People? Are there really people out there? And they have needs? Wow! Who’d have
thought? I’ve tried to explain at least part of this to people before. As
likely as not, after steamrolling over you because you stood between me and my
goal, I’ll turn around and say, “What are you doing on the floor and why do you
look like a pancake?” It would be so nice if a nice big green arrow appeared
over the heads of the people I am supposed to help.
Since I’m handicapped in this “noticing” part,
a teaching from Brother Lawrence’s Practicing the Presence of God is comforting.
He wrote that when he noticed that his mind had wandered, he simply brought it
back to the subject with no recriminations.
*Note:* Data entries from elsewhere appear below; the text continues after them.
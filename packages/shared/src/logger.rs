//! Logging setup for the Lounge binaries.

use tracing_subscriber::{layer::SubscriberExt, util::SubscriberInitExt};

/// Crates whose events are enabled by the default filter.
const WORKSPACE_CRATES: [&str; 3] = ["lounge_shared", "lounge_server", "lounge_client"];

/// Build the default filter directive for the workspace crates and one binary.
///
/// Binary names use dashes (`lounge-server`) while tracing targets use
/// underscores, so the binary name is normalized.
pub fn default_directive(binary_name: &str, default_log_level: &str) -> String {
    let mut directives: Vec<String> = WORKSPACE_CRATES
        .iter()
        .map(|krate| format!("{}={}", krate, default_log_level))
        .collect();
    let binary_target = binary_name.replace('-', "_");
    if !WORKSPACE_CRATES.contains(&binary_target.as_str()) {
        directives.push(format!("{}={}", binary_target, default_log_level));
    }
    directives.join(",")
}

/// Initialize the tracing subscriber with the specified default log level.
///
/// The log level can be overridden using the `RUST_LOG` environment variable.
///
/// # Examples
///
/// ```no_run
/// use lounge_shared::logger::setup_logger;
///
/// setup_logger("lounge-server", "debug");
/// ```
pub fn setup_logger(binary_name: &str, default_log_level: &str) {
    tracing_subscriber::registry()
        .with(
            tracing_subscriber::EnvFilter::try_from_default_env()
                .unwrap_or_else(|_| default_directive(binary_name, default_log_level).into()),
        )
        .with(tracing_subscriber::fmt::layer())
        .init();
}
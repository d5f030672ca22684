//! ChatCommand 定義
//!
//! クライアントから届いたイベントを検証済みの Domain Model に変換したもの。

use super::{
    entity::{MessageSender, TypingUser, UserProfile},
    value_object::{MessageContent, RoomId},
};

/// A validated client request, dispatched by the hub.
#[derive(Debug, Clone, PartialEq, Eq)]
pub enum ChatCommand {
    /// Register (or refresh) the connection's presence.
    Announce(UserProfile),
    JoinRoom(RoomId),
    LeaveRoom(RoomId),
    SendMessage {
        room_id: RoomId,
        content: MessageContent,
        sender: MessageSender,
    },
    Typing {
        room_id: RoomId,
        user: TypingUser,
        is_typing: bool,
    },
}

impl ChatCommand {
    /// Wire-level name of the event this command was decoded from.
    pub fn name(&self) -> &'static str {
        match self {
            ChatCommand::Announce(_) => "user_connected",
            ChatCommand::JoinRoom(_) => "join_room",
            ChatCommand::LeaveRoom(_) => "leave_room",
            ChatCommand::SendMessage { .. } => "send_message",
            ChatCommand::Typing { .. } => "typing",
        }
    }
}
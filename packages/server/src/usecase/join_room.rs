//! UseCase: Room への参加処理
//!
//! ## 振る舞い
//!
//! - `user_connected` を送っていない接続からの join は拒否
//! - 未知の Room は自動作成（無効な場合は `InvalidRoom`）
//! - メンバーが増えた場合は全メンバーに `room_users` をブロードキャスト、
//!   重複 join の場合は参加者本人にだけ送信
//! - 参加者本人にだけ `room_history` を送信
//! - 新規参加時のみ、設定されていればシステムユーザーから歓迎メッセージを投稿

use std::sync::Arc;

use lounge_shared::time::Clock;

use crate::domain::{
    ChatRepository, ConnectionId, MessageContent, MessagePusher, MessageSender, Notification,
    RepositoryError, RoomId, Timestamp,
};

use super::error::JoinRoomError;

/// Room 参加のポリシー
#[derive(Debug, Clone)]
pub struct JoinPolicy {
    /// 未知の Room を自動作成するか
    pub auto_create_rooms: bool,
    /// 新規参加者への歓迎メッセージの送信者（`None` なら送らない）
    pub greeter: Option<MessageSender>,
}

impl Default for JoinPolicy {
    fn default() -> Self {
        Self {
            auto_create_rooms: true,
            greeter: None,
        }
    }
}

/// Room 参加のユースケース
pub struct JoinRoomUseCase {
    repository: Arc<dyn ChatRepository>,
    message_pusher: Arc<dyn MessagePusher>,
    clock: Arc<dyn Clock>,
    policy: JoinPolicy,
}

impl JoinRoomUseCase {
    pub fn new(
        repository: Arc<dyn ChatRepository>,
        message_pusher: Arc<dyn MessagePusher>,
        clock: Arc<dyn Clock>,
        policy: JoinPolicy,
    ) -> Self {
        Self {
            repository,
            message_pusher,
            clock,
            policy,
        }
    }

    /// Room への参加を実行
    ///
    /// # Returns
    ///
    /// * `Ok(bool)` - 新規に参加した場合は `true`、既にメンバーだった場合は `false`
    /// * `Err(JoinRoomError)` - 参加失敗
    pub async fn execute(
        &self,
        connection_id: &ConnectionId,
        room_id: &RoomId,
    ) -> Result<bool, JoinRoomError> {
        let profile = self
            .repository
            .profile_of(connection_id)
            .await
            .ok_or_else(|| JoinRoomError::NotAnnounced(connection_id.to_string()))?;

        let outcome = self
            .repository
            .join_room(room_id, profile.clone(), self.policy.auto_create_rooms)
            .await
            .map_err(|e| match e {
                RepositoryError::RoomNotFound(id) => JoinRoomError::InvalidRoom(id),
                other => JoinRoomError::InvalidRoom(other.to_string()),
            })?;

        let roster = Notification::RoomUsers {
            room_id: outcome.room_id.clone(),
            users: outcome.roster,
        };
        if outcome.newly_joined {
            tracing::info!("User '{}' joined room '{}'", profile.id, room_id);
            let targets = self
                .repository
                .room_connections(room_id)
                .await
                .unwrap_or_default();
            if let Err(e) = self.message_pusher.broadcast(targets, roster).await {
                tracing::warn!("Failed to broadcast room users: {}", e);
            }
        } else {
            tracing::debug!("User '{}' re-joined room '{}'", profile.id, room_id);
            if let Err(e) = self.message_pusher.push_to(connection_id, roster).await {
                tracing::warn!("Failed to push room users to '{}': {}", connection_id, e);
            }
        }

        let history = Notification::RoomHistory {
            room_id: outcome.room_id.clone(),
            messages: outcome.history,
        };
        if let Err(e) = self.message_pusher.push_to(connection_id, history).await {
            tracing::warn!("Failed to push room history to '{}': {}", connection_id, e);
        }

        if outcome.newly_joined {
            self.greet(room_id, &outcome.room_name).await;
        }

        Ok(outcome.newly_joined)
    }

    async fn greet(&self, room_id: &RoomId, room_name: &str) {
        let Some(greeter) = &self.policy.greeter else {
            return;
        };
        let Ok(content) = MessageContent::new(format!("Welcome to {}!", room_name)) else {
            return;
        };
        let now = Timestamp::new(self.clock.now_millis());
        match self
            .repository
            .append_message(room_id, content, greeter.clone(), now)
            .await
        {
            Ok(message) => {
                let targets = self
                    .repository
                    .room_connections(room_id)
                    .await
                    .unwrap_or_default();
                if let Err(e) = self
                    .message_pusher
                    .broadcast(targets, Notification::NewMessage(message))
                    .await
                {
                    tracing::warn!("Failed to broadcast welcome message: {}", e);
                }
            }
            Err(e) => tracing::warn!("Failed to record welcome message: {}", e),
        }
    }
}

#[cfg(test)]
mod tests {
    use super::*;
    use crate::{
        domain::{UserId, UserProfile},
        infrastructure::{message_pusher::ChannelMessagePusher, repository::InMemoryChatRepository},
    };
    use lounge_shared::time::FixedClock;
    use tokio::sync::mpsc;

    struct Fixture {
        repository: Arc<InMemoryChatRepository>,
        pusher: Arc<ChannelMessagePusher>,
        usecase: JoinRoomUseCase,
    }

    fn create_test_fixture(policy: JoinPolicy) -> Fixture {
        let repository = Arc::new(InMemoryChatRepository::new());
        let pusher = Arc::new(ChannelMessagePusher::new());
        let usecase = JoinRoomUseCase::new(
            repository.clone(),
            pusher.clone(),
            Arc::new(FixedClock::new(1_000)),
            policy,
        );
        Fixture {
            repository,
            pusher,
            usecase,
        }
    }

    async fn announce(
        fixture: &Fixture,
        connection: &str,
        user: &str,
    ) -> (ConnectionId, mpsc::UnboundedReceiver<Notification>) {
        let connection_id = ConnectionId::new(connection.to_string()).unwrap();
        let (tx, rx) = mpsc::unbounded_channel();
        fixture
            .pusher
            .register_client(connection_id.clone(), tx)
            .await;
        let profile = UserProfile::new(
            UserId::new(user.to_string()).unwrap(),
            user.to_string(),
            String::new(),
            String::new(),
        );
        fixture
            .repository
            .bind_presence(connection_id.clone(), profile)
            .await;
        (connection_id, rx)
    }

    fn general() -> RoomId {
        RoomId::new("general".to_string()).unwrap()
    }

    fn roster_ids(notification: Option<Notification>) -> Vec<String> {
        match notification {
            Some(Notification::RoomUsers { users, .. }) => {
                users.into_iter().map(|u| u.id.into_string()).collect()
            }
            other => panic!("expected room users, got {:?}", other),
        }
    }

    #[tokio::test]
    async fn test_join_broadcasts_roster_then_unicasts_history() {
        // テスト項目: A と B が順に参加すると両者に [A, B] が届き、履歴は参加者本人にだけ届く
        // given (前提条件):
        let fixture = create_test_fixture(JoinPolicy::default());
        let (conn_a, mut rx_a) = announce(&fixture, "conn-a", "alice").await;
        let (conn_b, mut rx_b) = announce(&fixture, "conn-b", "bob").await;

        // when (操作):
        fixture.usecase.execute(&conn_a, &general()).await.unwrap();
        fixture.usecase.execute(&conn_b, &general()).await.unwrap();

        // then (期待する結果):
        assert_eq!(roster_ids(rx_a.recv().await), vec!["alice"]);
        assert!(matches!(
            rx_a.recv().await,
            Some(Notification::RoomHistory { .. })
        ));
        assert_eq!(roster_ids(rx_a.recv().await), vec!["alice", "bob"]);
        assert_eq!(roster_ids(rx_b.recv().await), vec!["alice", "bob"]);
        assert!(matches!(
            rx_b.recv().await,
            Some(Notification::RoomHistory { .. })
        ));
        assert!(rx_a.try_recv().is_err());
    }

    #[tokio::test]
    async fn test_duplicate_join_unicasts_roster() {
        // テスト項目: 重複 join ではメンバーは増えず、メンバー一覧は本人にだけ送られる
        // given (前提条件):
        let fixture = create_test_fixture(JoinPolicy::default());
        let (conn_a, mut rx_a) = announce(&fixture, "conn-a", "alice").await;
        let (conn_b, mut rx_b) = announce(&fixture, "conn-b", "bob").await;
        fixture.usecase.execute(&conn_a, &general()).await.unwrap();
        fixture.usecase.execute(&conn_b, &general()).await.unwrap();
        while rx_a.try_recv().is_ok() {}
        while rx_b.try_recv().is_ok() {}

        // when (操作):
        let newly_joined = fixture.usecase.execute(&conn_b, &general()).await.unwrap();

        // then (期待する結果):
        assert!(!newly_joined);
        assert_eq!(roster_ids(rx_b.recv().await), vec!["alice", "bob"]);
        assert!(rx_a.try_recv().is_err());
    }

    #[tokio::test]
    async fn test_join_requires_announce() {
        // テスト項目: user_connected を送っていない接続の join は拒否される
        // given (前提条件):
        let fixture = create_test_fixture(JoinPolicy::default());
        let stranger = ConnectionId::new("conn-x".to_string()).unwrap();

        // when (操作):
        let result = fixture.usecase.execute(&stranger, &general()).await;

        // then (期待する結果):
        assert_eq!(
            result,
            Err(JoinRoomError::NotAnnounced("conn-x".to_string()))
        );
    }

    #[tokio::test]
    async fn test_join_unknown_room_when_auto_create_disabled() {
        // テスト項目: 自動作成が無効な場合、未知の Room への参加は InvalidRoom
        // given (前提条件):
        let fixture = create_test_fixture(JoinPolicy {
            auto_create_rooms: false,
            greeter: None,
        });
        let (conn_a, _rx_a) = announce(&fixture, "conn-a", "alice").await;

        // when (操作):
        let result = fixture.usecase.execute(&conn_a, &general()).await;

        // then (期待する結果):
        assert_eq!(result, Err(JoinRoomError::InvalidRoom("general".to_string())));
    }

    #[tokio::test]
    async fn test_welcome_message_only_on_first_join() {
        // テスト項目: 歓迎メッセージは初回参加時のみ投稿される
        // given (前提条件):
        let greeter = MessageSender {
            id: UserId::new("system-1".to_string()).unwrap(),
            name: "System User".to_string(),
            avatar: String::new(),
        };
        let fixture = create_test_fixture(JoinPolicy {
            auto_create_rooms: true,
            greeter: Some(greeter),
        });
        let (conn_a, mut rx_a) = announce(&fixture, "conn-a", "alice").await;

        // when (操作):
        fixture.usecase.execute(&conn_a, &general()).await.unwrap();
        fixture.usecase.execute(&conn_a, &general()).await.unwrap();

        // then (期待する結果):
        let room = fixture.repository.get_room(&general()).await.unwrap();
        assert_eq!(room.messages.len(), 1);
        assert_eq!(room.messages[0].content.as_str(), "Welcome to General!");
        let _roster = rx_a.recv().await;
        let _history = rx_a.recv().await;
        match rx_a.recv().await {
            Some(Notification::NewMessage(message)) => {
                assert_eq!(message.sender.id.as_str(), "system-1");
                assert_eq!(message.timestamp.value(), 1_000);
            }
            other => panic!("unexpected notification: {:?}", other),
        }
    }
}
It would be overwhelming if we
actually noticed all the needs of everyone around us. That’s not the goal. But if
we do notice and there is something that we can do Scripture tells us we are to
act. If we refuse, we’re not only being unkind, we’re being rebellious.
Three
foundational principles of the emergency response classes I’ve taken come to
mind. If we can help, we are obligated to help. In fact, lots of emergency
response and medical folks don’t advertise it with a sticker on their car
because otherwise they’d be overwhelmed with obligations to help. But as a Christian,
if you can help, you should.
Secondly,
our help is not to exceed our training. Only heart surgeons are expected to do
heart surgery and only bomb experts are expected to disarm explosives. Not only
are we not to go beyond our training to protect the well-being of the person to
whom we’re trying to be kind but also to protect ourselves and the Church. It would
be kind of me to teach someone else what I know about making jam (as little as
that is.) It would not be kind of me to volunteer to put in a new door, and if
I did so in the name of God, people would justifiably think me a poor handyman
and associate that miserable failure with the Church.
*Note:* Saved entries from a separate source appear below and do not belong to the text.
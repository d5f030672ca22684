//! Authentication collaborator.
//!
//! Session issuance lives elsewhere; the chat only asks who the caller is.

use async_trait::async_trait;
use lounge_server::infrastructure::dto::websocket::UserProfileDto;

/// Answers "is this caller authenticated, and as whom"
#[async_trait]
pub trait AuthProvider: Send + Sync {
    async fn current_identity(&self) -> Option<UserProfileDto>;
}

/// AuthProvider with a fixed answer
#[derive(Debug, Clone, Default)]
pub struct StaticAuthProvider {
    identity: Option<UserProfileDto>,
}

impl StaticAuthProvider {
    pub fn new(identity: UserProfileDto) -> Self {
        Self {
            identity: Some(identity),
        }
    }

    pub fn anonymous() -> Self {
        Self { identity: None }
    }
}

#[async_trait]
impl AuthProvider for StaticAuthProvider {
    async fn current_identity(&self) -> Option<UserProfileDto> {
        self.identity.clone()
    }
}
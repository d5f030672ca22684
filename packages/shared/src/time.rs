//! Time-related utilities with clock abstraction for testability.
//!
//! All timestamps exchanged by Lounge are Unix epoch milliseconds (UTC).

use chrono::{DateTime, Local, Utc};

/// Clock trait for dependency injection and testing
pub trait Clock: Send + Sync {
    /// Get current Unix timestamp (milliseconds)
    fn now_millis(&self) -> i64;
}

/// System clock implementation (uses actual system time)
#[derive(Debug, Clone, Copy, Default)]
pub struct SystemClock;

impl Clock for SystemClock {
    fn now_millis(&self) -> i64 {
        get_utc_timestamp()
    }
}

/// Fixed clock implementation for testing (returns a fixed time)
#[derive(Debug, Clone, Copy)]
pub struct FixedClock {
    fixed_time: i64,
}

impl FixedClock {
    /// Create a new fixed clock with the given timestamp
    pub fn new(fixed_time_millis: i64) -> Self {
        Self {
            fixed_time: fixed_time_millis,
        }
    }
}

impl Clock for FixedClock {
    fn now_millis(&self) -> i64 {
        self.fixed_time
    }
}

/// Get current Unix timestamp (milliseconds)
pub fn get_utc_timestamp() -> i64 {
    Utc::now().timestamp_millis()
}

/// Convert Unix timestamp (milliseconds) to RFC 3339 in UTC.
///
/// Out-of-range timestamps yield an empty string.
pub fn timestamp_to_rfc3339(timestamp_millis: i64) -> String {
    DateTime::<Utc>::from_timestamp_millis(timestamp_millis)
        .map(|dt| dt.to_rfc3339())
        .unwrap_or_default()
}

/// Format a timestamp as local wall-clock time (`HH:MM:SS`) for display.
pub fn timestamp_to_local_clock(timestamp_millis: i64) -> String {
    DateTime::<Utc>::from_timestamp_millis(timestamp_millis)
        .map(|dt| dt.with_timezone(&Local).format("%H:%M:%S").to_string())
        .unwrap_or_else(|| "--:--:--".to_string())
}

#[cfg(test)]
mod tests {
    use super::*;

    #[test]
    fn test_system_clock_returns_increasing_timestamps() {
        // テスト項目: SystemClock が呼び出すたびに減少しないタイムスタンプを返す
        // given (前提条件):
        let clock = SystemClock;

        // when (操作):
        let timestamp1 = clock.now_millis();
        std::thread::sleep(std::time::Duration::from_millis(5));
        let timestamp2 = clock.now_millis();

        // then (期待する結果):
        assert!(timestamp1 > 0);
        assert!(timestamp2 >= timestamp1);
    }

    #[test]
    fn test_fixed_clock_returns_fixed_timestamp() {
        // テスト項目: FixedClock が何度呼び出しても固定のタイムスタンプを返す
        // given (前提条件):
        let clock = FixedClock::new(1_234_567_890_123);

        // when (操作):
        let first = clock.now_millis();
        let second = clock.now_millis();

        // then (期待する結果):
        assert_eq!(first, 1_234_567_890_123);
        assert_eq!(second, 1_234_567_890_123);
    }

    #[test]
    fn test_timestamp_to_rfc3339_format() {
        // テスト項目: タイムスタンプが UTC の RFC 3339 形式に変換される
        // given (前提条件):
        // 2023-01-01 00:00:00.123 UTC
        let timestamp = 1_672_531_200_123;

        // when (操作):
        let result = timestamp_to_rfc3339(timestamp);

        // then (期待する結果):
        assert!(result.starts_with("2023-01-01T00:00:00.123"));
        assert!(result.ends_with("+00:00"));
    }

    #[test]
    fn test_timestamp_to_rfc3339_out_of_range() {
        // テスト項目: 範囲外のタイムスタンプは空文字列になる
        // given (前提条件):
        let timestamp = i64::MAX;

        // when (操作):
        let result = timestamp_to_rfc3339(timestamp);

        // then (期待する結果):
        assert!(result.is_empty());
    }

    #[test]
    fn test_timestamp_to_local_clock_shape() {
        // テスト項目: 表示用の時刻が HH:MM:SS 形式になる
        // given (前提条件):
        let timestamp = 1_672_531_200_000;

        // when (操作):
        let result = timestamp_to_local_clock(timestamp);

        // then (期待する結果):
        assert_eq!(result.len(), 8);
        assert_eq!(result.matches(':').count(), 2);
    }
}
The other side of that is that we have many opportunities in life to learn new ways
in which to kind to others. We can prepare. One way to prepare is to figure out
something you can do, particularly something that is not specific to a person
or a currently recognized need. That’s part of this summer’s education. I’m
trying to learn to do things that are meant to help me but if I learn them, I
can use them to help others.
Decades
ago, my father started scavenging while he walked. If he saw a tennis ball, a
golf ball, coins, or other stuff that he thought useful, he’d pick it up and
bring it home. Somewhere along the line, I started doing this, too. Along the way, I started taking pictures and noticed litter ruining the images I wanted
to take. It came to mind that if I could scavenge good stuff, I could pick up
litter. Later, I figured out that if I could pick up litter, I could pick up
newspapers thrown in the yard and deliver them to a door.
I know of
other people who move papers from the yard to the doorstep of their friends.
That’s fine. I only mention it because it seems to me that they go from the
person to the need in their kindness, while I seem to skip the person and
respond to the need. Both ways work.